47: Week 8

It has clearly been a rough week filled with anxiety when I awake from the edge of consciousness this morning, shaken by an image of me being physically taken from my house, wearing a pink triangle, dragged to who knows where. Terrifying. This hit a little too close. This isn't the only thing hitting close lately. Somehow, news that the Department of Homeland Security had eliminated a "ban on surveillance based on sexual orientation and gender identity" towards the end of February had escaped any of my feeds and awareness. 

I also spent several days leading up to the budget showdown making calls, writing emails, making calls again, making more calls, stopping what I was doing to make yet another call, and in the end, like others, felt let down, disgusted, angry, and a bit defeated. Yes, the calls matter. One of my senators had been on the fence earlier in the week, and I imagine that with all the calls, he firmed up his no vote. I also saw a list of other senators who were possibly going to be yes votes, and probably due to calls, they voted no. Calling and speaking out does matter and can affect some change. The Colorado GOP's big centennial dinner bash on March 28, featuring Steve Bannon, was originally scheduled at a Denver Marriott in the Tech Center. Well, it seemed so many people called the Marriott, that the event moved to the Springs for now.  More calls to be made.

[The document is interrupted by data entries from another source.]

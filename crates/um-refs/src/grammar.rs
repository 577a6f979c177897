//! Lexical grammar for reference calls inside template blocks.
//!
//! ```text
//! block    := "{{" body "}}" | "{%" body "%}"      ("{# ... #}" is dropped)
//! call     := ("ref" | "source") "(" args ")"     not preceded by [A-Za-z0-9_.]
//! args     := arg ("," arg)*
//! arg      := string | name "=" expr | expr
//! string   := "'" chars "'" | '"' chars '"'
//! ```
//!
//! Only string positional arguments carry meaning. Keyword arguments
//! (`v=2`, `version=2`) are ignored; any other positional expression marks
//! the call as non-literal.

use regex::Regex;
use std::sync::OnceLock;

/// Which template function was called
#[derive(Debug, Clone, Copy, PartialEq, Eq)]
pub enum CallKind {
    Ref,
    Source,
}

/// One `ref(...)` / `source(...)` call found in a template block.
#[derive(Debug, Clone, PartialEq, Eq)]
pub struct RefCall {
    pub kind: CallKind,
    /// String-literal positional arguments, in order
    pub args: Vec<String>,
    /// A positional argument was not a string literal
    pub has_non_literal: bool,
    /// The call text as written
    pub raw: String,
}

fn comment_re() -> &'static Regex {
    static RE: OnceLock<Regex> = OnceLock::new();
    RE.get_or_init(|| Regex::new(r"(?s)\{#.*?#\}").expect("valid regex"))
}

fn block_re() -> &'static Regex {
    static RE: OnceLock<Regex> = OnceLock::new();
    RE.get_or_init(|| Regex::new(r"(?s)\{\{(.*?)\}\}|\{%(.*?)%\}").expect("valid regex"))
}

fn call_start_re() -> &'static Regex {
    static RE: OnceLock<Regex> = OnceLock::new();
    RE.get_or_init(|| Regex::new(r"(?:^|[^A-Za-z0-9_.])(ref|source)\s*\(").expect("valid regex"))
}

fn keyword_arg_re() -> &'static Regex {
    static RE: OnceLock<Regex> = OnceLock::new();
    RE.get_or_init(|| Regex::new(r"^[A-Za-z_][A-Za-z0-9_]*\s*=[^=]").expect("valid regex"))
}

/// Split the argument list that starts right after `(`.
///
/// Returns the raw arguments and the byte length consumed up to and
/// including the closing `)`, or `None` when the call is never closed.
fn split_args(text: &str) -> Option<(Vec<&str>, usize)> {
    let mut args = Vec::new();
    let mut depth = 0usize;
    let mut quote: Option<char> = None;
    let mut escaped = false;
    let mut start = 0;

    for (i, c) in text.char_indices() {
        if let Some(q) = quote {
            if escaped {
                escaped = false;
            } else if c == '\\' {
                escaped = true;
            } else if c == q {
                quote = None;
            }
            continue;
        }
        match c {
            '\'' | '"' => quote = Some(c),
            '(' | '[' | '{' => depth += 1,
            ')' if depth == 0 => {
                let last = &text[start..i];
                if !last.trim().is_empty() || !args.is_empty() {
                    args.push(last);
                }
                return Some((args, i + 1));
            }
            ')' | ']' | '}' => depth = depth.saturating_sub(1),
            ',' if depth == 0 => {
                args.push(&text[start..i]);
                start = i + 1;
            }
            _ => {}
        }
    }
    None
}

/// Content of a quoted string literal, or `None` for anything else.
fn string_literal(arg: &str) -> Option<String> {
    let arg = arg.trim();
    let mut chars = arg.chars();
    let first = chars.next()?;
    if (first != '\'' && first != '"') || arg.len() < 2 || !arg.ends_with(first) {
        return None;
    }
    let inner = &arg[1..arg.len() - 1];
    if inner.contains(first) && !inner.contains('\\') {
        return None;
    }
    Some(inner.replace(&format!("\\{}", first), &first.to_string()))
}

fn scan_block(body: &str, calls: &mut Vec<RefCall>) {
    for caps in call_start_re().captures_iter(body) {
        let (Some(name), Some(whole)) = (caps.get(1), caps.get(0)) else {
            continue;
        };
        let kind = if name.as_str() == "ref" {
            CallKind::Ref
        } else {
            CallKind::Source
        };
        let args_start = whole.end();
        let Some((raw_args, consumed)) = split_args(&body[args_start..]) else {
            log::debug!("Unclosed {} call in template block", name.as_str());
            continue;
        };

        let mut args = Vec::new();
        let mut has_non_literal = false;
        for raw in raw_args {
            if let Some(value) = string_literal(raw) {
                args.push(value);
            } else if !keyword_arg_re().is_match(raw.trim()) {
                has_non_literal = true;
            }
        }

        calls.push(RefCall {
            kind,
            args,
            has_non_literal,
            raw: body[name.start()..args_start + consumed].to_string(),
        });
    }
}

/// Find every reference call in `text`, in order of appearance.
pub fn scan_calls(text: &str) -> Vec<RefCall> {
    let text = comment_re().replace_all(text, "");
    let mut calls = Vec::new();
    for caps in block_re().captures_iter(&text) {
        if let Some(body) = caps.get(1).or_else(|| caps.get(2)) {
            scan_block(body.as_str(), &mut calls);
        }
    }
    calls
}

#[cfg(test)]
#[path = "grammar_test.rs"]
mod tests;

This week, Nan and I gleefully wrote out postcards to the felon and not my president, filled with our disgust and snarky messages which I dropped at the post office yesterday, hoping that the White House is inundated with huge numbers of postcards. Whether they're read doesn't matter to me. It helped to know that around the country, many others, like us, were also getting creative with their postcard writing.

The whiplash continues, being overwhelmed by news of power grabs, illegal moves, hate filled orders, while also reading about judges ruling against 47, against the illegality, standing up for rights. So yes, while it all isn't 100% bleak, the coup and its effects continue on. This morning, I came across a Project2025 tracker, which makes it very clear how that blueprint is being closely followed, and how much more is to come. This morning, I also wandered onto this posting from Chop Wood, Carry Water detailing the recent wins

Despite the week, despite the terror I woke with, I decided to take myself for a 5+ mile walk today (after Whitman's morning mile+ walk) in order to restore a bit of calm. While the air had a bit of chill, the sun and numerous people walking their dogs, people chatting with friends, and huffing joggers brought a bit of calm back to my day. I looked out towards the beautiful snow-capped Rockies and gave thanks for the beauty I savor while wandering an urban park. I eavesdropped on random conversations, delighting in such tidbits as "the day I get married will be a bad day" and "bad people have a pathology of trauma", making up amusing stories in my head as I continued walking. A much needed refresh.

I am not alone. You are not alone. We are not alone. Look around for signs. They are there.